RoleWhat it usesIts job
AgentThe Python SDKProve who it is on every call it makes
PlatformThe middlewareVerify the agent and its scope before serving a request
MudraIDThe managed serviceIssue identities and tokens, publish verification keys, process revocations, keep the audit log
You add a small library on your side. MudraID runs the part in the middle.

How trust flows

  1. An agent is registered once and receives its credentials: a public id and a secret.
  2. The SDK trades the secret for a short-lived token. This happens automatically, behind your agent.get(...) call.
  3. MudraID signs the token with a private key only it holds.
  4. The platform verifies the token against MudraID’s public keys — on its own, without calling MudraID per request.
  5. The platform checks the scope the route requires against the scopes in the token.
  6. MudraID records the verification, pass or fail.

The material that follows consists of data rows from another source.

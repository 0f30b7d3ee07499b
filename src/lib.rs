//! Experiment pipeline for novelty and outlier detection.
//!
//! A YAML configuration names a data loader, a fit set, a score set, a
//! feature recipe, and a list of detection algorithms. The
//! [`ExperimentDriver`] loads both sets, extracts and optionally normalizes
//! features, then runs each algorithm in order; every algorithm writes its
//! top-N ranking under its own directory of `out_dir`.

pub mod config;
pub mod data;
pub mod driver;
pub mod error;
pub mod features;
pub mod models;
pub mod registry;
pub mod results;
pub mod utils;

#[cfg(feature = "python")]
mod python;

pub use config::{AlgorithmPlan, DoraConfig, FailurePolicy, Params};
pub use data::{DataLoader, Dataset};
pub use driver::{start, ExperimentDriver, ExperimentSummary, DEFAULT_SEED};
pub use error::{DoraError, Result};
pub use features::{extract_feature, z_score_normalize, FeatureRecipe, FeatureSpec};
pub use models::{BaseModel, DetectionInput, OutlierDetection};
pub use registry::{AlgorithmRegistry, DataLoaderRegistry, Registry, RegistryBuilder};
pub use results::{rank_top_n, RankedSample, ResultWriter, ResultsConfig};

The key insight: secret in, token out

The agent’s long-lived secret never leaves for the platforms it calls. The SDK exchanges it for a token, and only the token travels onward. The platform only ever sees something it can verify by itself. That separation is what makes the model safe:
  • A platform can’t leak your secret, because it never had it.
  • A token is useless after a few minutes.
  • Verification needs no shared secret between you and the platform — just MudraID’s public keys.

Why tokens are short-lived

Short-lived tokens shrink the blast radius of anything going wrong. If a token is captured, it stops working within minutes. If the agent itself is compromised, you revoke it and no new tokens are issued. You never have to rotate a long-lived shared secret across every caller at once.

A worked example

A travel agent calls an airline’s booking API.
  1. The agent has been granted flights:search and flights:book on that airline.
  2. It calls GET /flights. The SDK fetches a token carrying those scopes and attaches it.
  3. The airline’s middleware verifies the token and sees flights:search is present — the request is served.
  4. Later the agent calls POST /bookings, which requires flights:book. The token carries it, so that’s served too.
  5. If the airline revokes the agent, the very next call fails — no code change on either side.